Legend of the Mill-pond.—The legend of the mill-pond, published by Miss Craddock in "Notes and Queries" in your December number, was the writer's earliest slate exercise in a country school nearly fifty years ago, and was taught him by an older pupil. The legend is supposed to be related as each part is being drawn. The climax is supposed to be reached when the tail is being formed, but tranquillity is again restored as we accompany the man on his homeward journey. The house represents the head of the bird; the man, the eye; the back yard, the hill; the pond, the body; the inlet and outlet to the pond, the legs and feet; the feathers on the body are supposed to be a flock of ducks resting on the pond.

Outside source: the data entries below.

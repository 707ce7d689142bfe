use rand::Rng;

/// A cubic grid of cells playing a 3D variant of Conway's Game of Life.
///
/// Each cell carries an age: 0 means empty, anything greater is a live
/// cell that has survived that many generations. The renderer's caller
/// turns ages into sphere colors; this module knows nothing about
/// rendering. The grid wraps toroidally at its edges on all three axes.
#[derive(Clone, Debug)]
pub struct Life3D {
    size: usize,
    // Precomputed to speed up array indexing.
    size_squared: usize,
    filling: f64,
    cells: Vec<u32>,
}

impl Life3D {
    /// Creates an empty `size` x `size` x `size` grid. `filling` is the
    /// probability that `seed` makes any given cell live.
    pub fn new(size: usize, filling: f64) -> Life3D {
        Life3D {
            size,
            size_squared: size * size,
            filling,
            cells: vec![0; size * size * size],
        }
    }

    pub fn size(&self) -> usize {
        self.size
    }

    /// Randomly populates the grid with age-1 cells.
    pub fn seed<R: Rng>(&mut self, rng: &mut R) {
        for cell in self.cells.iter_mut() {
            *cell = if rng.gen::<f64>() < self.filling { 1 } else { 0 };
        }
    }

    fn index(&self, x: usize, y: usize, z: usize) -> usize {
        x * self.size_squared + y * self.size + z
    }

    /// The age of the cell at a grid position: 0 for an empty cell.
    pub fn age(&self, x: usize, y: usize, z: usize) -> u32 {
        self.cells[self.index(x, y, z)]
    }

    pub fn is_alive(&self, x: usize, y: usize, z: usize) -> bool {
        self.age(x, y, z) > 0
    }

    pub fn spawn(&mut self, x: usize, y: usize, z: usize) {
        let index = self.index(x, y, z);
        self.cells[index] = 1;
    }

    pub fn die(&mut self, x: usize, y: usize, z: usize) {
        let index = self.index(x, y, z);
        self.cells[index] = 0;
    }

    /// True when no live cell remains anywhere in the grid.
    pub fn is_empty(&self) -> bool {
        self.cells.iter().all(|&cell| cell == 0)
    }

    fn wrap(&self, n: usize, delta: isize) -> usize {
        (n as isize + delta).rem_euclid(self.size as isize) as usize
    }

    /// Counts the live cells among the 26 surrounding positions,
    /// wrapping at the grid edges.
    pub fn neighbours(&self, x: usize, y: usize, z: usize) -> usize {
        let mut count = 0;

        for dx in -1..=1 {
            for dy in -1..=1 {
                for dz in -1..=1 {
                    if dx == 0 && dy == 0 && dz == 0 {
                        continue;
                    }

                    if self.is_alive(
                        self.wrap(x, dx),
                        self.wrap(y, dy),
                        self.wrap(z, dz),
                    ) {
                        count += 1;
                    }
                }
            }
        }

        count
    }

    /// Advances the whole grid by one generation.
    ///
    /// This is a good place to edit the game rules. At present a live
    /// cell ages by one and survives with 5 to 7 live neighbours; an
    /// empty cell spawns with exactly 4 or 5. Neighbour counts are taken
    /// against the previous generation.
    pub fn step(&mut self) {
        let mut counts = vec![0usize; self.cells.len()];
        for x in 0..self.size {
            for y in 0..self.size {
                for z in 0..self.size {
                    counts[self.index(x, y, z)] = self.neighbours(x, y, z);
                }
            }
        }

        for (cell, &n) in self.cells.iter_mut().zip(counts.iter()) {
            if *cell > 0 {
                if n >= 5 && n <= 7 {
                    *cell += 1;
                } else {
                    *cell = 0;
                }
            } else if n == 4 || n == 5 {
                *cell = 1;
            }
        }
    }
}

/* Tests */
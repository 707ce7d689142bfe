use thiserror::Error;

/// Fatal rendering and configuration errors.
///
/// These are programmer or configuration mistakes, surfaced at the point
/// of detection and never retried. An intersection-distance tie is *not*
/// an error: `pick_closest_intersection` reports the tied count and the
/// ambiguous-pixel pass resolves it.
#[derive(Debug, Error, PartialEq)]
pub enum TracerError {
    #[error("refractive index {0} outside allowed range 1.0..9.0")]
    InvalidRefraction(f64),

    #[error("negative color component")]
    NegativeColor,

    #[error("reflection color component outside range 0.0..1.0")]
    ReflectionColorRange,

    #[error("gloss factor {0} outside range 0.0..1.0")]
    InvalidGlossFactor(f64),

    #[error("opacity {0} outside range 0.0..1.0")]
    InvalidOpacity(f64),

    #[error("pixel coordinate ({0}, {1}) out of bounds")]
    PixelOutOfBounds(usize, usize),

    #[error("no refracted ray direction exists at boundary")]
    Refraction,
}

The man seizes his gun and runs toward the pond; the upper line of the neck is now rapidly drawn from the house to the pond; the ducks, being frightened, hurry-skurry away in an opposite direction, forming the tail; and the man, disgusted at his ill-luck, wearily returns home over the route forming the under line of the neck.

A. B.

How to keep off Witches (as related by a negro.)—"Georgie, did a witch ever get after you?"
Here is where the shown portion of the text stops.